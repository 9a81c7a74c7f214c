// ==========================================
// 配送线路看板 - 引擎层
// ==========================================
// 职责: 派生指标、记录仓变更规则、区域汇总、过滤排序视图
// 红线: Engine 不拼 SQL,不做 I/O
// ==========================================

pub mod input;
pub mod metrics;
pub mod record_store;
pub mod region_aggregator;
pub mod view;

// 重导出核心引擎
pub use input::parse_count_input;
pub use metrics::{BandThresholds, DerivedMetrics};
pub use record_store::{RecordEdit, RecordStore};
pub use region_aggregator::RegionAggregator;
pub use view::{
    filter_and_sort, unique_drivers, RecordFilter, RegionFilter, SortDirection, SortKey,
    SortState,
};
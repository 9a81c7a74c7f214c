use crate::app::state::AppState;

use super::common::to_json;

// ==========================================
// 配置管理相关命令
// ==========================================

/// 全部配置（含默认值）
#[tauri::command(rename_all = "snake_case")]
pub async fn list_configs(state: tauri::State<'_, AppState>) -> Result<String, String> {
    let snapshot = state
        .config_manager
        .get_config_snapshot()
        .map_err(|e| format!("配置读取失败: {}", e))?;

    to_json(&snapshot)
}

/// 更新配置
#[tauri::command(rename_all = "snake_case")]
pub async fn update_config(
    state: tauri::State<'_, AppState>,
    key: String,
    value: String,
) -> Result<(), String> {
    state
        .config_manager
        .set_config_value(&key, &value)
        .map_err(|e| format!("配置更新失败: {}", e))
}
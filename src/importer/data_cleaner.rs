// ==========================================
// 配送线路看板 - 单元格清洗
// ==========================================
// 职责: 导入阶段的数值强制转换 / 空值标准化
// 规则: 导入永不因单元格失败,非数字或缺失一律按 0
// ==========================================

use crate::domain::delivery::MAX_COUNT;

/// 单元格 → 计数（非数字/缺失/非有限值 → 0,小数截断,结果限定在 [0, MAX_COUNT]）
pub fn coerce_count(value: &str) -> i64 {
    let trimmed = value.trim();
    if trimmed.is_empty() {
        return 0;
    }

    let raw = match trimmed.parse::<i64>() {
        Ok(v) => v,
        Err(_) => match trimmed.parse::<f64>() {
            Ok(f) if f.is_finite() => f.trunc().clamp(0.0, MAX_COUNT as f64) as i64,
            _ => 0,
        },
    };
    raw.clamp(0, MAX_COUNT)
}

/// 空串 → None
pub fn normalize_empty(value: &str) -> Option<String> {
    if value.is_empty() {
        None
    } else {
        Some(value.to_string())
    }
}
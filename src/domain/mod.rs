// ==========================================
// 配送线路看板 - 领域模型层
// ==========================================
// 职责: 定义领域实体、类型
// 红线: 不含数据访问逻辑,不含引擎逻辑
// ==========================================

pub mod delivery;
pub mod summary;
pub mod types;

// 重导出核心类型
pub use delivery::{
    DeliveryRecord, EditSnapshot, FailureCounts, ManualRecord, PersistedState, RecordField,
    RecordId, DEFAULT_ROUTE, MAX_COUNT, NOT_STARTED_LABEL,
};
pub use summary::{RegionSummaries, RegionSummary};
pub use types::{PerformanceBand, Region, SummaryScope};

**WHAT THIS TASK INVOLVES:** Look through the listing, and copy each line in which the string "trimmed" turns up.

**ANSWER TO THE EXERCISE:**
    let trimmed = value.trim();
    if trimmed.is_empty() {
    let raw = match trimmed.parse::<i64>() {
        Err(_) => match trimmed.parse::<f64>() {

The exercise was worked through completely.